Buckinghamshire councillors deferred their decision on whether to progress a planning application for Chalk Hill Farm, having expressed concerns about the ‘large amount of floor-to-ceiling glazing’ proposed in the residential conversion of two barns.

Cllr Jane MacBean, who called the application in, said the amount of glass is “totally unreasonable”, adding the development would have an “extremely detrimental” effect on the Green Belt and the Chilterns Area of Outstanding Natural Beauty (AONB).

She said the “light spillage” from the site would be like “Blackpool illuminations” and requested a deferral of the application so a “more appropriate” glass offering could be sought.

Village Way in Little Chalfont

Chartridge Developments received conditional permission to tear down an existing three-story property on Village Way, so it could build two detached, two-storey homes, with vehicle accesses.

This, despite local fears the new builds will be “overbearing”.

Each of the new properties will have four bedrooms, an integral single garage, front and rear gardens, and three parking bays.

Cllr Des Bray, who called the application in, was the only councillor to vote against it.

Holmer Green Senior School

An “overbearing” air dome installed above the school tennis court is to be taken down after it failed to receive retrospective planning permission.

The school installed the controversial ‘temporary’ feature claiming it would provide additional indoor space for exams, breaks and lunchtimes, PE classes and social distancing.

Its benefits however are not considered to outweigh its harms, according to council documents, and its foundations were dug “before the impact of Covid was even known,” said Cllr Julie Burton.

The dome also prevents natural light from reaching Holmer Green Infant School to an “unacceptable level”, while casting ‘glaring sunlight’ into neighbouring properties.

Cllr Burton branded it a “monstrosity”.

“I think it’s absolutely awful…neighbours have suddenly woken up one morning and this thing has appeared in front of them,” she said.

Adding: “And it wasn’t until [councillors] went round that the headmaster even thought about consulting local people.

“I shall support the decision [to refuse and bring enforcement].”
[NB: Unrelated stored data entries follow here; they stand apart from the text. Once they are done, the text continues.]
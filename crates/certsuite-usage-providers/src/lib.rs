// crates/certsuite-usage-providers/src/lib.rs
// ============================================================================
// Module: Certsuite Usage Providers
// Description: HTTP clients for the registry and CI reporting APIs.
// Purpose: Implement RegistryClient and CiClient over blocking reqwest.
// Dependencies: certsuite-usage-core, reqwest, serde_json, url
// ============================================================================

//! ## Overview
//! [`QuayClient`] reads aggregated pull logs with a bearer token and
//! [`DciClient`] pages through recent CI jobs with client credentials. Both
//! share the transport settings in [`HttpClientConfig`]: request timeout,
//! user agent, disabled redirects, and a bounded response size.

// ============================================================================
// SECTION: Modules
// ============================================================================

pub mod dci;
pub mod http;
pub mod quay;

// ============================================================================
// SECTION: Re-Exports
// ============================================================================

pub use dci::DEFAULT_DCI_BASE_URL;
pub use dci::DEFAULT_PAGE_SIZE;
pub use dci::DciClient;
pub use dci::DciClientConfig;
pub use http::HttpClientConfig;
pub use quay::DEFAULT_QUAY_BASE_URL;
pub use quay::QuayClient;
pub use quay::QuayClientConfig;
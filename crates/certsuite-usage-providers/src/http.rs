// crates/certsuite-usage-providers/src/http.rs
// ============================================================================
// Module: HTTP Transport
// Description: Shared blocking HTTP settings and JSON response handling.
// Purpose: Keep timeout, redirect, and size limits identical across clients.
// Dependencies: certsuite-usage-core, reqwest, serde, serde_json, url
// ============================================================================

//! ## Overview
//! Both API clients build their `reqwest` client here and decode responses
//! through [`get_json`], which enforces the response size limit and turns
//! non-success statuses into [`ClientError::Status`].

// ============================================================================
// SECTION: Imports
// ============================================================================

use std::io::Read;
use std::time::Duration;

use certsuite_usage_core::ClientError;
use reqwest::blocking::Client;
use reqwest::blocking::RequestBuilder;
use reqwest::blocking::Response;
use reqwest::redirect::Policy;
use serde::Deserialize;
use serde::de::DeserializeOwned;
use url::Url;

// ============================================================================
// SECTION: Constants
// ============================================================================

/// Maximum characters of an error body kept in [`ClientError::Status`].
const MAX_ERROR_BODY_CHARS: usize = 512;

// ============================================================================
// SECTION: Configuration
// ============================================================================

/// Transport settings shared by the API clients.
#[derive(Debug, Clone, PartialEq, Eq, Deserialize)]
#[serde(default, deny_unknown_fields)]
pub struct HttpClientConfig {
    /// Request timeout in milliseconds.
    pub timeout_ms: u64,
    /// User agent string for outbound requests.
    pub user_agent: String,
    /// Maximum response size allowed, in bytes.
    pub max_response_bytes: usize,
}

impl Default for HttpClientConfig {
    fn default() -> Self {
        Self {
            timeout_ms: 30_000,
            user_agent: concat!("certsuite-usage/", env!("CARGO_PKG_VERSION")).to_string(),
            max_response_bytes: 16 * 1024 * 1024,
        }
    }
}

impl HttpClientConfig {
    /// Builds a blocking client with these settings and redirects disabled.
    ///
    /// # Errors
    ///
    /// Returns [`ClientError::Init`] when the client cannot be created.
    pub fn build_client(&self) -> Result<Client, ClientError> {
        Client::builder()
            .timeout(Duration::from_millis(self.timeout_ms))
            .user_agent(self.user_agent.clone())
            .redirect(Policy::none())
            .build()
            .map_err(|err| ClientError::Init(format!("http client build failed: {err}")))
    }
}

// ============================================================================
// SECTION: Helpers
// ============================================================================

/// Parses an API base URL.
pub(crate) fn parse_base_url(value: &str) -> Result<Url, ClientError> {
    let url = Url::parse(value.trim())
        .map_err(|err| ClientError::Init(format!("invalid base url {value:?}: {err}")))?;
    if !matches!(url.scheme(), "http" | "https") {
        return Err(ClientError::Init(format!("unsupported base url scheme: {}", url.scheme())));
    }
    if url.cannot_be_a_base() {
        return Err(ClientError::Init(format!("base url cannot have paths: {value:?}")));
    }
    Ok(url)
}

/// Appends path segments to `base`, percent-encoding each one.
pub(crate) fn endpoint(base: &Url, segments: &[&str]) -> Result<Url, ClientError> {
    let mut url = base.clone();
    url.path_segments_mut()
        .map_err(|()| ClientError::Init(format!("base url cannot have paths: {base}")))?
        .pop_if_empty()
        .extend(segments);
    Ok(url)
}

/// Sends `request` and decodes a JSON body of type `T`.
pub(crate) fn get_json<T: DeserializeOwned>(
    request: RequestBuilder,
    max_bytes: usize,
) -> Result<T, ClientError> {
    let mut response = request.send().map_err(|err| ClientError::Request(err.to_string()))?;
    let status = response.status();
    let body = read_response_limited(&mut response, max_bytes)?;
    if !status.is_success() {
        let text = String::from_utf8_lossy(&body);
        return Err(ClientError::Status {
            status: status.as_u16(),
            body: text.chars().take(MAX_ERROR_BODY_CHARS).collect(),
        });
    }
    serde_json::from_slice(&body).map_err(|err| ClientError::Decode(err.to_string()))
}

/// Reads the response body while enforcing a byte limit.
fn read_response_limited(response: &mut Response, max_bytes: usize) -> Result<Vec<u8>, ClientError> {
    let max_bytes_u64 = u64::try_from(max_bytes)
        .map_err(|_| ClientError::Request("response size limit exceeds u64".to_string()))?;
    if let Some(expected) = response.content_length()
        && expected > max_bytes_u64
    {
        return Err(ClientError::Request(format!(
            "response exceeds size limit: {expected} bytes (max {max_bytes})"
        )));
    }
    let mut buf = Vec::new();
    response
        .take(max_bytes_u64.saturating_add(1))
        .read_to_end(&mut buf)
        .map_err(|err| ClientError::Request(format!("failed to read response: {err}")))?;
    if buf.len() > max_bytes {
        return Err(ClientError::Request(format!(
            "response exceeds size limit (max {max_bytes} bytes)"
        )));
    }
    Ok(buf)
}

// ============================================================================
// SECTION: Tests
// ============================================================================
// crates/certsuite-usage-config/src/lib.rs
// ============================================================================
// Module: Certsuite Usage Config Library
// Description: Configuration model, loading, and validation.
// Purpose: Single source of truth for certsuite-usage.toml semantics.
// Dependencies: certsuite-usage-core, serde, toml, serde_json
// ============================================================================

//! ## Overview
//! `certsuite-usage-config` loads the credentials, registry target, HTTP
//! settings, and database selection from a TOML or JSON file, overlays
//! environment variables, and validates the result. Validated values are
//! turned into the client and store configs the other crates expect.

// ============================================================================
// SECTION: Modules
// ============================================================================

pub mod config;

// ============================================================================
// SECTION: Re-Exports
// ============================================================================

pub use config::*;
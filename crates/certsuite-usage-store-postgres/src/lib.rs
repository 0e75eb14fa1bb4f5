// crates/certsuite-usage-store-postgres/src/lib.rs
// ============================================================================
// Module: Postgres Usage Store
// Description: Networked-remote UsageStore backend using Postgres.
// Purpose: Persist usage rows in a shared database, creating it on demand.
// Dependencies: certsuite-usage-core, postgres, r2d2, r2d2_postgres
// ============================================================================

//! ## Overview
//! This crate provides a Postgres-backed [`UsageStore`] implementation.
//! Connecting bootstraps the target database through the server's
//! maintenance database before opening a pooled connection to it.
//!
//! [`UsageStore`]: certsuite_usage_core::UsageStore

// ============================================================================
// SECTION: Modules
// ============================================================================

pub mod store;

// ============================================================================
// SECTION: Re-Exports
// ============================================================================

pub use store::PostgresStoreConfig;
pub use store::PostgresStoreError;
pub use store::PostgresUsageStore;
pub use store::quote_identifier;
Mill Lane bridge in Gerrard Cross (Highways)

A ‘stunning’ five-figure fee to paint two road safety signs along a walking route used by schoolchildren left one councillor so astonished he declared he would do it himself for £50.

Cllr Murray Harrold was left so bewildered by a £30,000 estimate to paint ‘two 30mph signs’ on the road near Mill Lane bridge in Gerrard Cross, he jokingly volunteered to do the job himself at a snip of the price.

“I just don’t know where these prices come from, it’s absolutely stunning – £30,000 to paint two signs. Seriously?” he said.

Cllr Chris Brown, mayor of Gerrards Cross Town Council came slicing, saying: “There’s a lot more to it than that.

“I don’t have the full details, but there is a considerable amount of work involved in what we’re doing there.”